YOUR INSTRUCTIONS: Each line from the one with "let second = lines.next().unwrap();" through the last line of the records must be output exactly, both ends included.

Items listed in a dataset
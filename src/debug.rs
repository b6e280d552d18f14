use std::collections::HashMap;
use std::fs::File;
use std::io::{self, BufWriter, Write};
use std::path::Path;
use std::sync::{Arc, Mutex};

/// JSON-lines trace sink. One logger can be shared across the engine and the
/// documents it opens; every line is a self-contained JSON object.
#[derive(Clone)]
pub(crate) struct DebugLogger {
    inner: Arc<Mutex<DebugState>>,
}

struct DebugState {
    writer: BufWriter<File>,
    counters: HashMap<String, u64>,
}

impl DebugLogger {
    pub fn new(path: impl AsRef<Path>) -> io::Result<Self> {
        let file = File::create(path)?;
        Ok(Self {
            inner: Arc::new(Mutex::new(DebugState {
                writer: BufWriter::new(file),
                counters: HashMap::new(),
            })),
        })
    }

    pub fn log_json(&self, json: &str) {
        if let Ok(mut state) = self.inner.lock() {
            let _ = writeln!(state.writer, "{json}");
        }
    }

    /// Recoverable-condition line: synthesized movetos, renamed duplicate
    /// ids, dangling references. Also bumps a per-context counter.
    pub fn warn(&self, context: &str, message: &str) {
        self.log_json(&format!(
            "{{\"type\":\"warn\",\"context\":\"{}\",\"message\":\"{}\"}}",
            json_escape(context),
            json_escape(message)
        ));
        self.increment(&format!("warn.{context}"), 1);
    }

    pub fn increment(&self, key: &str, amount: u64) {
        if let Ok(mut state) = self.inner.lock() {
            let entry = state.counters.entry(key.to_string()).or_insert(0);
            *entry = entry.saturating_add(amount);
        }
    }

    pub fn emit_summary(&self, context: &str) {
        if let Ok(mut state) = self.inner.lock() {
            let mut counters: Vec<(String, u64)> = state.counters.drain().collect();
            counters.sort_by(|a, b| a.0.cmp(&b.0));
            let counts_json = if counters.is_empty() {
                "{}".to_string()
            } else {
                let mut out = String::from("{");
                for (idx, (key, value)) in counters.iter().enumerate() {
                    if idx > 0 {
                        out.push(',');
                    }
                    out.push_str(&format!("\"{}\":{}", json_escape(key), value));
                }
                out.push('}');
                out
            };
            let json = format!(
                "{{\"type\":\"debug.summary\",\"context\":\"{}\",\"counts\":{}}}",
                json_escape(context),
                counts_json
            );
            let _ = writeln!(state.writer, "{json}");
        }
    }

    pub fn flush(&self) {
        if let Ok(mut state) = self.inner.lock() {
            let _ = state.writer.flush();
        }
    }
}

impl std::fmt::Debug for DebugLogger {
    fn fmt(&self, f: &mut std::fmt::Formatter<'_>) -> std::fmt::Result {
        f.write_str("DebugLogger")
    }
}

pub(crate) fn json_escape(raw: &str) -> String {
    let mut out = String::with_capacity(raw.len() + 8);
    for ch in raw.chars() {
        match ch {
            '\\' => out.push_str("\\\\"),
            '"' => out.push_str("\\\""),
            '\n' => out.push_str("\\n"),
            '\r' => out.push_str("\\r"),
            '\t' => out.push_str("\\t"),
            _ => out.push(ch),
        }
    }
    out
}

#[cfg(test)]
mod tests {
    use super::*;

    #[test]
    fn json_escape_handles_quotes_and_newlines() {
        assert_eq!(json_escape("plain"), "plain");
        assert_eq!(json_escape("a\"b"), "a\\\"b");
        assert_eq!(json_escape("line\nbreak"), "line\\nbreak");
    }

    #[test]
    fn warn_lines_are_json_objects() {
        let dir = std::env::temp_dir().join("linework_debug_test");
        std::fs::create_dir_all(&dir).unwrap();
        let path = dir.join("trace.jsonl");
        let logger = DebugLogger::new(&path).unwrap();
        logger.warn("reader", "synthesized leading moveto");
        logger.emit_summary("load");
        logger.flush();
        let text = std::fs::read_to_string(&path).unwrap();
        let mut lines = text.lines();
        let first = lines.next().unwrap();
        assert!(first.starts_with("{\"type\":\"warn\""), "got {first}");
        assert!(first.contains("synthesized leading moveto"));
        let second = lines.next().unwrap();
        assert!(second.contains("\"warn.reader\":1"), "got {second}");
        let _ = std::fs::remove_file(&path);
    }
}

RESPONSE:
        let second = lines.next().unwrap();
        assert!(second.contains("\"warn.reader\":1"), "got {second}");
        let _ = std::fs::remove_file(&path);
    }
}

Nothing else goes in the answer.